What this task involves: Find the word "Duration" below. Copy each line that has it.

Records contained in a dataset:
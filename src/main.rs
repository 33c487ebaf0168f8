mod core;
mod features;
mod modules;
mod shared;

use crate::core::config::{Config, StorageBackend};
use crate::core::{database, router};
use crate::features::uploads::{SessionReaper, UploadService, UploadSessionRegistry};
use crate::modules::session_store::{MemorySessionStore, PgSessionStore, SessionStore};
use crate::modules::storage::{
    ArtifactStore, ChunkStore, LocalArtifactStore, LocalChunkStore, MemoryChunkStore,
    MinIOArtifactStore, MinIOChunkStore, MinIOClient,
};
use crate::modules::upload_client::UploadArgs;
use clap::{Parser, Subcommand};
use std::sync::Arc;
use tracing_subscriber::{layer::SubscriberExt, util::SubscriberInitExt};

/// Chunked, resumable upload server for claim documents
#[derive(Parser, Debug)]
#[command(name = "claimdoc-core", version, about)]
struct Cli {
    #[command(subcommand)]
    command: Option<Command>,
}

#[derive(Subcommand, Debug)]
enum Command {
    /// Run the upload server (default)
    Serve,
    /// Upload a file to a running server
    Upload(UploadArgs),
}

fn main() -> anyhow::Result<()> {
    // Load .env before parsing so env-backed flags and RUST_LOG see it
    let _ = dotenvy::dotenv();
    let cli = Cli::parse();

    // Build Tokio runtime with configurable worker threads
    let worker_threads = std::env::var("TOKIO_WORKER_THREADS")
        .ok()
        .and_then(|s| s.parse().ok())
        .unwrap_or_else(|| {
            std::thread::available_parallelism()
                .map(|p| p.get())
                .unwrap_or(4)
        });

    let runtime = tokio::runtime::Builder::new_multi_thread()
        .worker_threads(worker_threads)
        .max_blocking_threads(worker_threads * 4)
        .enable_all()
        .build()?;

    match cli.command.unwrap_or(Command::Serve) {
        Command::Serve => runtime.block_on(async_main(worker_threads)),
        Command::Upload(args) => runtime.block_on(upload_main(args)),
    }
}

fn init_tracing() {
    tracing_subscriber::registry()
        .with(
            tracing_subscriber::EnvFilter::try_from_default_env().unwrap_or_else(|_| "info".into()),
        )
        .with(tracing_subscriber::fmt::layer())
        .init();
}

async fn upload_main(args: UploadArgs) -> anyhow::Result<()> {
    init_tracing();

    modules::upload_client::run_upload_command(args).await
}

async fn async_main(worker_threads: usize) -> anyhow::Result<()> {
    init_tracing();

    let config = Config::from_env().map_err(|e| anyhow::anyhow!(e))?;

    tracing::info!(
        "System info: available_cpus={}, tokio_worker_threads={}, pid={}",
        std::thread::available_parallelism()
            .map(|p| p.get())
            .unwrap_or(1),
        worker_threads,
        std::process::id()
    );
    tracing::info!("Configuration loaded successfully");

    let session_store = create_session_store(&config).await?;
    let (chunk_store, artifact_store) = create_storage(&config).await?;

    let registry = Arc::new(UploadSessionRegistry::new(
        session_store,
        chunk_store,
        config.upload.clone(),
    ));
    let upload_service = Arc::new(UploadService::new(Arc::clone(&registry), artifact_store));
    tracing::info!(
        "Upload service initialized (default chunk size {} bytes, max file size {} bytes)",
        config.upload.default_chunk_size,
        config.upload.max_file_size
    );

    let reaper = SessionReaper::new(Arc::clone(&registry));
    tokio::spawn(async move {
        reaper.run().await;
    });
    tracing::info!("Upload session reaper spawned");

    let app = router::build_router(upload_service, &config.app, &config.swagger);

    let addr = config.app.server_address();
    let listener = bind_listener(&addr)?;
    tracing::info!("Server listening on http://{}", addr);
    tracing::info!("Swagger UI available at http://{}/swagger-ui/", addr);

    axum::serve(listener, app)
        .with_graceful_shutdown(shutdown_signal())
        .await?;

    tracing::info!("Server stopped");
    Ok(())
}

/// PostgreSQL-backed sessions when a database is configured, in-memory otherwise
async fn create_session_store(config: &Config) -> anyhow::Result<Arc<dyn SessionStore>> {
    let Some(db_config) = &config.database else {
        tracing::warn!("DATABASE_URL not set, upload sessions are kept in memory");
        return Ok(Arc::new(MemorySessionStore::new()));
    };

    let pool = database::create_pool(db_config).await?;
    tracing::info!("Database connection pool created");

    tracing::info!("Running database migrations...");
    database::run_migrations(&pool)
        .await
        .map_err(|e| anyhow::anyhow!("Migration failed: {}", e))?;
    tracing::info!("Database migrations completed successfully");

    Ok(Arc::new(PgSessionStore::new(pool)))
}

async fn create_storage(
    config: &Config,
) -> anyhow::Result<(Arc<dyn ChunkStore>, Arc<dyn ArtifactStore>)> {
    match config.storage.backend {
        StorageBackend::Local => {
            tracing::info!(
                "Local upload storage at {}",
                config.upload.scratch_dir.display()
            );
            Ok((
                Arc::new(LocalChunkStore::new(config.upload.chunks_dir())),
                Arc::new(LocalArtifactStore::new(config.upload.files_dir())),
            ))
        }
        StorageBackend::Memory => {
            tracing::warn!("Chunks are kept in memory and lost on restart");
            Ok((
                Arc::new(MemoryChunkStore::new()),
                Arc::new(LocalArtifactStore::new(config.upload.files_dir())),
            ))
        }
        StorageBackend::MinIO => {
            let minio = &config.storage.minio;
            let client = Arc::new(
                MinIOClient::new(minio)
                    .map_err(|e| anyhow::anyhow!("Failed to initialize MinIO client: {}", e))?,
            );
            client
                .ensure_bucket_exists()
                .await
                .map_err(|e| anyhow::anyhow!("Failed to ensure MinIO bucket exists: {}", e))?;
            tracing::info!("MinIO client initialized for bucket: {}", client.bucket_name());

            Ok((
                Arc::new(MinIOChunkStore::new(
                    Arc::clone(&client),
                    minio.chunk_prefix.clone(),
                )),
                Arc::new(MinIOArtifactStore::new(client, minio.artifact_prefix.clone())),
            ))
        }
    }
}

/// TCP listener tuned with socket2
fn bind_listener(addr: &str) -> anyhow::Result<tokio::net::TcpListener> {
    let socket_addr: std::net::SocketAddr = addr
        .parse()
        .map_err(|e| anyhow::anyhow!("Invalid address: {}", e))?;

    let socket = socket2::Socket::new(
        socket2::Domain::for_address(socket_addr),
        socket2::Type::STREAM,
        Some(socket2::Protocol::TCP),
    )?;

    socket.set_reuse_address(true)?;
    socket.set_nodelay(true)?;

    // Sized for chunk bodies
    socket.set_recv_buffer_size(1024 * 1024)?;
    socket.set_send_buffer_size(256 * 1024)?;

    let keepalive = socket2::TcpKeepalive::new().with_time(std::time::Duration::from_secs(60));
    socket.set_tcp_keepalive(&keepalive)?;

    socket.set_nonblocking(true)?;
    socket.bind(&socket_addr.into())?;
    socket.listen(1024)?;

    Ok(tokio::net::TcpListener::from_std(socket.into())?)
}

async fn shutdown_signal() {
    if let Err(e) = tokio::signal::ctrl_c().await {
        tracing::error!("Failed to listen for shutdown signal: {}", e);
        std::future::pending::<()>().await;
    }
    tracing::info!("Shutdown signal received");
}
use bytes::Bytes;
use futures::stream::{self, StreamExt, TryStreamExt};
use reqwest::multipart::{Form, Part};
use reqwest::{Client as HttpClient, Response, Url};
use serde::de::DeserializeOwned;
use std::time::Duration;
use thiserror::Error;
use tracing::{debug, info};
use uuid::Uuid;

use super::retry::{retry_with_backoff, RetryPolicy};
use crate::features::uploads::dtos::{
    CancelUploadResponseDto, ChunkUploadResponseDto, FinalizeUploadDto,
    FinalizeUploadResponseDto, InitUploadDto, InitUploadResponseDto, UploadStatusResponseDto,
};
use crate::features::uploads::models::UploadStatus;
use crate::shared::types::ApiResponse;

/// Chunks in flight at once during `upload_bytes`
const DEFAULT_PARALLELISM: usize = 3;

/// Per-request timeout, covering one chunk transfer
const REQUEST_TIMEOUT: Duration = Duration::from_secs(120);

#[derive(Debug, Error)]
pub enum ClientError {
    #[error("Transport error: {0}")]
    Transport(#[from] reqwest::Error),

    #[error("HTTP {status} {code}: {message}")]
    Api {
        status: u16,
        code: String,
        message: String,
    },

    #[error("Unexpected response: {0}")]
    InvalidResponse(String),

    #[error("Invalid input: {0}")]
    InvalidInput(String),
}

impl ClientError {
    /// Network failures, timeouts, 5xx and 429 are worth another attempt.
    /// Every other 4xx means the request itself is wrong.
    pub fn is_retryable(&self) -> bool {
        match self {
            ClientError::Transport(e) => !(e.is_builder() || e.is_decode() || e.is_redirect()),
            ClientError::Api { status, .. } => *status >= 500 || *status == 429,
            ClientError::InvalidResponse(_) | ClientError::InvalidInput(_) => false,
        }
    }
}

/// HTTP client for the chunked upload API
#[derive(Debug, Clone)]
pub struct UploadClient {
    endpoint: Url,
    http: HttpClient,
    retry: RetryPolicy,
    parallelism: usize,
    chunk_size: Option<u64>,
}

impl UploadClient {
    /// `endpoint` is the server base URL, e.g. `http://localhost:3000`
    pub fn new(endpoint: &str) -> Result<Self, ClientError> {
        let mut base = endpoint.trim().to_string();
        if !base.ends_with('/') {
            base.push('/');
        }
        let endpoint = Url::parse(&base).map_err(|e| {
            ClientError::InvalidInput(format!("invalid endpoint '{}': {}", endpoint, e))
        })?;

        let http = HttpClient::builder().timeout(REQUEST_TIMEOUT).build()?;

        Ok(Self {
            endpoint,
            http,
            retry: RetryPolicy::default(),
            parallelism: DEFAULT_PARALLELISM,
            chunk_size: None,
        })
    }

    pub fn with_retry_policy(mut self, retry: RetryPolicy) -> Self {
        self.retry = retry;
        self
    }

    pub fn with_parallelism(mut self, parallelism: usize) -> Self {
        self.parallelism = parallelism.max(1);
        self
    }

    /// Ask the server for a specific chunk size instead of its default
    pub fn with_chunk_size(mut self, chunk_size: u64) -> Self {
        self.chunk_size = Some(chunk_size);
        self
    }

    fn url(&self, path: &str) -> Result<Url, ClientError> {
        self.endpoint
            .join(path)
            .map_err(|e| ClientError::InvalidInput(format!("invalid path '{}': {}", path, e)))
    }

    /// Open a session. Not retried: every call creates a new session.
    pub async fn initialize(
        &self,
        request: &InitUploadDto,
    ) -> Result<InitUploadResponseDto, ClientError> {
        let res = self
            .http
            .post(self.url("api/uploads/init")?)
            .json(request)
            .send()
            .await?;
        read_envelope(res).await
    }

    /// Send one chunk, single attempt
    pub async fn upload_chunk(
        &self,
        upload_id: Uuid,
        index: u32,
        start: u64,
        end: u64,
        payload: Bytes,
    ) -> Result<ChunkUploadResponseDto, ClientError> {
        let form = Form::new()
            .text("uploadId", upload_id.to_string())
            .text("chunkIndex", index.to_string())
            .text("start", start.to_string())
            .text("end", end.to_string())
            .part(
                "chunk",
                Part::bytes(payload.to_vec())
                    .file_name(format!("chunk-{:06}", index))
                    .mime_str("application/octet-stream")?,
            );

        let res = self
            .http
            .post(self.url("api/uploads/chunk")?)
            .multipart(form)
            .send()
            .await?;
        read_envelope(res).await
    }

    /// Send one chunk, retrying transient failures per the retry policy
    pub async fn upload_chunk_with_retry(
        &self,
        upload_id: Uuid,
        index: u32,
        start: u64,
        end: u64,
        payload: Bytes,
    ) -> Result<ChunkUploadResponseDto, ClientError> {
        retry_with_backoff(&self.retry, move |attempt| {
            let payload = payload.clone();
            async move {
                if attempt > 1 {
                    debug!(upload_id = %upload_id, index, attempt, "Re-sending chunk");
                }
                self.upload_chunk(upload_id, index, start, end, payload).await
            }
        })
        .await
    }

    /// Assemble the upload. Safe to retry: a failed attempt leaves the
    /// session `in_progress`, a completed one rejects the repeat.
    pub async fn finalize(
        &self,
        upload_id: Uuid,
        filename: Option<&str>,
    ) -> Result<FinalizeUploadResponseDto, ClientError> {
        let request = FinalizeUploadDto {
            upload_id,
            filename: filename.map(str::to_string),
        };

        let url = self.url("api/uploads/finalize")?;
        let request = &request;

        retry_with_backoff(&self.retry, move |_| {
            let url = url.clone();
            async move {
                let res = self.http.post(url).json(request).send().await?;
                read_envelope(res).await
            }
        })
        .await
    }

    pub async fn cancel(&self, upload_id: Uuid) -> Result<CancelUploadResponseDto, ClientError> {
        let url = self.url(&format!("api/uploads/{}", upload_id))?;
        retry_with_backoff(&self.retry, move |_| {
            let url = url.clone();
            async move {
                let res = self.http.delete(url).send().await?;
                read_envelope(res).await
            }
        })
        .await
    }

    pub async fn status(&self, upload_id: Uuid) -> Result<UploadStatusResponseDto, ClientError> {
        let url = self.url(&format!("api/uploads/{}", upload_id))?;
        retry_with_backoff(&self.retry, move |_| {
            let url = url.clone();
            async move {
                let res = self.http.get(url).send().await?;
                read_envelope(res).await
            }
        })
        .await
    }

    /// Upload a whole file: initialize, send every chunk, finalize
    pub async fn upload_bytes(
        &self,
        filename: &str,
        mime_type: &str,
        data: Bytes,
        report_id: Option<Uuid>,
    ) -> Result<FinalizeUploadResponseDto, ClientError> {
        let session = self
            .initialize(&InitUploadDto {
                filename: filename.to_string(),
                file_size: data.len() as u64,
                mime_type: mime_type.to_string(),
                report_id,
                chunk_size: self.chunk_size,
            })
            .await?;

        info!(
            upload_id = %session.upload_id,
            total_chunks = session.total_chunks,
            chunk_size = session.chunk_size,
            "Upload session opened"
        );

        let indices = (0..session.total_chunks).collect();
        self.send_chunks(session.upload_id, session.chunk_size, &data, indices)
            .await?;
        self.finalize(session.upload_id, None).await
    }

    /// Continue an interrupted upload, sending only the chunks the server
    /// does not have yet
    pub async fn resume_bytes(
        &self,
        upload_id: Uuid,
        data: Bytes,
    ) -> Result<FinalizeUploadResponseDto, ClientError> {
        let status = self.status(upload_id).await?;

        if status.file_size != data.len() as u64 {
            return Err(ClientError::InvalidInput(format!(
                "file has {} bytes but upload {} expects {}",
                data.len(),
                upload_id,
                status.file_size
            )));
        }
        if !matches!(status.status, UploadStatus::Initialized | UploadStatus::InProgress) {
            return Err(ClientError::InvalidInput(format!(
                "upload {} is {} and cannot be resumed",
                upload_id, status.status
            )));
        }

        info!(
            upload_id = %upload_id,
            missing = status.missing_chunks.len(),
            total_chunks = status.total_chunks,
            "Resuming upload"
        );

        self.send_chunks(upload_id, status.chunk_size, &data, status.missing_chunks)
            .await?;
        self.finalize(upload_id, None).await
    }

    async fn send_chunks(
        &self,
        upload_id: Uuid,
        chunk_size: u64,
        data: &Bytes,
        indices: Vec<u32>,
    ) -> Result<(), ClientError> {
        let total = data.len() as u64;
        if chunk_size == 0 {
            return Err(ClientError::InvalidResponse("server returned chunk size 0".to_string()));
        }

        let mut chunks = Vec::with_capacity(indices.len());
        for index in indices {
            let start = index as u64 * chunk_size;
            if start >= total {
                return Err(ClientError::InvalidResponse(format!(
                    "chunk {} starts beyond the end of the file",
                    index
                )));
            }
            let end = (start + chunk_size).min(total);
            chunks.push((index, start, end, data.slice(start as usize..end as usize)));
        }

        stream::iter(chunks)
            .map(|(index, start, end, payload)| {
                self.upload_chunk_with_retry(upload_id, index, start, end, payload)
            })
            .buffer_unordered(self.parallelism)
            .try_for_each(|receipt| async move {
                debug!(
                    upload_id = %receipt.upload_id,
                    index = receipt.chunk_index,
                    received = receipt.received_chunks,
                    total = receipt.total_chunks,
                    "Chunk acknowledged"
                );
                Ok(())
            })
            .await
    }
}

/// Unwrap a success envelope, or turn an error envelope into `ClientError::Api`
async fn read_envelope<T: DeserializeOwned>(res: Response) -> Result<T, ClientError> {
    let status = res.status();
    let body = res.bytes().await?;

    if status.is_success() {
        let envelope: ApiResponse<T> = serde_json::from_slice(&body)
            .map_err(|e| ClientError::InvalidResponse(format!("malformed response body: {}", e)))?;
        return envelope
            .data
            .ok_or_else(|| ClientError::InvalidResponse("response carries no data".to_string()));
    }

    let (code, message) = match serde_json::from_slice::<ApiResponse<serde_json::Value>>(&body) {
        Ok(envelope) => (
            envelope.code.unwrap_or_default(),
            envelope.message.unwrap_or_default(),
        ),
        Err(_) => (String::new(), String::from_utf8_lossy(&body).into_owned()),
    };

    Err(ClientError::Api {
        status: status.as_u16(),
        code,
        message,
    })
}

Solution to the problem:
    let keepalive = socket2::TcpKeepalive::new().with_time(std::time::Duration::from_secs(60));
use std::time::Duration;
const REQUEST_TIMEOUT: Duration = Duration::from_secs(120);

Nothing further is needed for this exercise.